• **Task objective**: Please copy the leading lines of the entries below exactly, concluding with the line in which "target must carry" occurs.

• **The data**:
***

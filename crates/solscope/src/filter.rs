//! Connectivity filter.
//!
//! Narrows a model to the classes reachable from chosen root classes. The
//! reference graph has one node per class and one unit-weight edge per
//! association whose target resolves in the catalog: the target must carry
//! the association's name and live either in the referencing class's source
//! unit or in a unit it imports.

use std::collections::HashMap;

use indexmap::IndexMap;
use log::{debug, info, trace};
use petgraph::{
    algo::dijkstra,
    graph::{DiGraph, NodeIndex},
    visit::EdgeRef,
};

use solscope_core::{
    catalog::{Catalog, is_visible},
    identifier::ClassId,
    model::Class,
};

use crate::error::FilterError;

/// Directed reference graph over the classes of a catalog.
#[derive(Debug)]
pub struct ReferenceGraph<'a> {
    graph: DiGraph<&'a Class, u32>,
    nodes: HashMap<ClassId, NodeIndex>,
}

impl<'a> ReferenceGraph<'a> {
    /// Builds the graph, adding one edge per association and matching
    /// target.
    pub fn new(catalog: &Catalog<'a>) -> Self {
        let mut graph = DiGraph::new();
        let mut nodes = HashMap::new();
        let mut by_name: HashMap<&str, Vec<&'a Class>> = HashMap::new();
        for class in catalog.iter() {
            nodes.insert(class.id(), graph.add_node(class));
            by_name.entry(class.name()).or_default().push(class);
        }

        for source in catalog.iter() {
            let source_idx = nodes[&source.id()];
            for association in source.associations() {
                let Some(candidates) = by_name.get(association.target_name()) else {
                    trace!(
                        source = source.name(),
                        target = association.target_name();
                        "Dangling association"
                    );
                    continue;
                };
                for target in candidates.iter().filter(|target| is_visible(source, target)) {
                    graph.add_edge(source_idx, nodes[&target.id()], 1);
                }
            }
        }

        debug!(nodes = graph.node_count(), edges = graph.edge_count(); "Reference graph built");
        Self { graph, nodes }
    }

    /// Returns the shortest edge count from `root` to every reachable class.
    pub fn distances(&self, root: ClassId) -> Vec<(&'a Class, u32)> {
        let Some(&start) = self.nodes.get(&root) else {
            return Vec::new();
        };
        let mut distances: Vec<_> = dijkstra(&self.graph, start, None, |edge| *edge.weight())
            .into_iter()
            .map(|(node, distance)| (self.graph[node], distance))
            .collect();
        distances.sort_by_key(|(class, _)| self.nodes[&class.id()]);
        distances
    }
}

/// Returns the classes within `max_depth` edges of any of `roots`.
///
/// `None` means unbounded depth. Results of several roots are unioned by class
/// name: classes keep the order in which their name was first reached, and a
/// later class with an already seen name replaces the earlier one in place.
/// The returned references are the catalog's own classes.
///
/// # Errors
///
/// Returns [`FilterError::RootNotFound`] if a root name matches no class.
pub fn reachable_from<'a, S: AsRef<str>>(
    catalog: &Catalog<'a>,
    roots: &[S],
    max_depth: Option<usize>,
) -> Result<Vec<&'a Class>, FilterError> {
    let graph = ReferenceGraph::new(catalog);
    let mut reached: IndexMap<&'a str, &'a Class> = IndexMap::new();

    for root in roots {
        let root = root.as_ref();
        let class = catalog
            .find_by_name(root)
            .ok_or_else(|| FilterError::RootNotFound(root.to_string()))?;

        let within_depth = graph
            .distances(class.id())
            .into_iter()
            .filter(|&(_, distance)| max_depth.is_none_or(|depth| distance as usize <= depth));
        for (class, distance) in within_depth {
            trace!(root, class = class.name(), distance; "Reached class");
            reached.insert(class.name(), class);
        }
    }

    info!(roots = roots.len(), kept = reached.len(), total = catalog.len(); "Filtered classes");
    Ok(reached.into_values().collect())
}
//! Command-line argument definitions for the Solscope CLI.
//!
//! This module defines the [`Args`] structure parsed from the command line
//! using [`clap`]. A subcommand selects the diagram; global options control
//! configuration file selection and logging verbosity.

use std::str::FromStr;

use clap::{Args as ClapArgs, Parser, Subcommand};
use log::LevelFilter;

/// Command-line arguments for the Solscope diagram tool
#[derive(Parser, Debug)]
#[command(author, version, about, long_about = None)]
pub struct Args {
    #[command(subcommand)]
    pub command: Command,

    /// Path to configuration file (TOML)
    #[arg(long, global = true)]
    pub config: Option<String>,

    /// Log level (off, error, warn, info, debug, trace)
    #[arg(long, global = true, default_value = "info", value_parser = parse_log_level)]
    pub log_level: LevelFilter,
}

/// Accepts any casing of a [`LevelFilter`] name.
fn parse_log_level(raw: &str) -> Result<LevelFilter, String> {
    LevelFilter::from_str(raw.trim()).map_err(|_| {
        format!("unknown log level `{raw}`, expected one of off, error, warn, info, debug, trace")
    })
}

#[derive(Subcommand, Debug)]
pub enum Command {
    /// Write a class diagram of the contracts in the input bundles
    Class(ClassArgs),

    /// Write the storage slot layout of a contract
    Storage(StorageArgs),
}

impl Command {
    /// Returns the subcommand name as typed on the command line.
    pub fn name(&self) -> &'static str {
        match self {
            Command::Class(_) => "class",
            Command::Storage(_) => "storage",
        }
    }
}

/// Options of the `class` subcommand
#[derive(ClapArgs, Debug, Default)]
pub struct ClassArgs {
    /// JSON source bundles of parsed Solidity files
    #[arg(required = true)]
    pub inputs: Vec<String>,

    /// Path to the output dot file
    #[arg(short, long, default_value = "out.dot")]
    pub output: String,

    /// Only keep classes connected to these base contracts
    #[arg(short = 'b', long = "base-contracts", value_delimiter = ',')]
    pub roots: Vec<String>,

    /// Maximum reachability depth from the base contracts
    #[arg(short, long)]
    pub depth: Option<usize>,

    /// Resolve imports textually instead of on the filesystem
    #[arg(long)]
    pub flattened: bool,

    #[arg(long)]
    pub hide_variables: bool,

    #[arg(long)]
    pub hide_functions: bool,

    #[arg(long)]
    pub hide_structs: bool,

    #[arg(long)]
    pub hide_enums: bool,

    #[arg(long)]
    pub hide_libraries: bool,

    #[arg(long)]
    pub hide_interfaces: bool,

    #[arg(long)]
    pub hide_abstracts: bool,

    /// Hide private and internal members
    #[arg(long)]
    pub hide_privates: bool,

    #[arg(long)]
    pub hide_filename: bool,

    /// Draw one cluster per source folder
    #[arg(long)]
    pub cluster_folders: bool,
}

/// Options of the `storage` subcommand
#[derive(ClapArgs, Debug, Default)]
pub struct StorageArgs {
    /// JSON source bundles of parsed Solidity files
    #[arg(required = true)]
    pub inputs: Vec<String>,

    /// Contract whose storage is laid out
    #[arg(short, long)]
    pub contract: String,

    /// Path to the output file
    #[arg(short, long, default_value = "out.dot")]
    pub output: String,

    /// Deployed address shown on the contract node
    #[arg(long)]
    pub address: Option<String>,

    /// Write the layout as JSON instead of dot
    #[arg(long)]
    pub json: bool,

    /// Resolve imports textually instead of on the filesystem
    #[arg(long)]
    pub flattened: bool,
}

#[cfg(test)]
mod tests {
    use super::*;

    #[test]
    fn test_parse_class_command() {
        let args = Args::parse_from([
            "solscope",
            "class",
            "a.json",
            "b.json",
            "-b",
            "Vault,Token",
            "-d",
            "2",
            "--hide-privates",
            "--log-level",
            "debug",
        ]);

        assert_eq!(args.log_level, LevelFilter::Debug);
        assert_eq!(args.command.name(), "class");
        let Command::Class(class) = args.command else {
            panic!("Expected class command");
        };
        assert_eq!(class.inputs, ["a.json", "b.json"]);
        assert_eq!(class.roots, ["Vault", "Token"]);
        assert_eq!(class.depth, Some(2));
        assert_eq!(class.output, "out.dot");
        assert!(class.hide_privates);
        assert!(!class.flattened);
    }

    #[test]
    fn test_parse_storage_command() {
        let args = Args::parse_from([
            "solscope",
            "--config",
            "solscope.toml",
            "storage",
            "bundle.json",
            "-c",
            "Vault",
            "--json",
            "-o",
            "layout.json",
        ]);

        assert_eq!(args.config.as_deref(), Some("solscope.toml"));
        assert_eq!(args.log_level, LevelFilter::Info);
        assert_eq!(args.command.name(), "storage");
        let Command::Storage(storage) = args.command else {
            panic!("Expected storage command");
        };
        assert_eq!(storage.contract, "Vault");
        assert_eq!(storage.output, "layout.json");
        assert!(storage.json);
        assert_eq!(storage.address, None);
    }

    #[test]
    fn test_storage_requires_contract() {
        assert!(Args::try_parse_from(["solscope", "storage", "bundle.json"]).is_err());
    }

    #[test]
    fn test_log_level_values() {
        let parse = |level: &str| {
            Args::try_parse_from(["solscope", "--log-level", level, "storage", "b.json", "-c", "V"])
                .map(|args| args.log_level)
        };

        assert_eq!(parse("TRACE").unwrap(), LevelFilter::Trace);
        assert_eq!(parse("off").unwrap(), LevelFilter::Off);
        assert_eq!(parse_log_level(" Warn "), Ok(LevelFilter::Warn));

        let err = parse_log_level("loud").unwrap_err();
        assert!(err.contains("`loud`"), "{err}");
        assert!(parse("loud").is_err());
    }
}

***

• **Response box**:
filename crates/solscope/src/filter.rs
//! Connectivity filter.
//!
//! Narrows a model to the classes reachable from chosen root classes. The
//! reference graph has one node per class and one unit-weight edge per
//! association whose target resolves in the catalog: the target must carry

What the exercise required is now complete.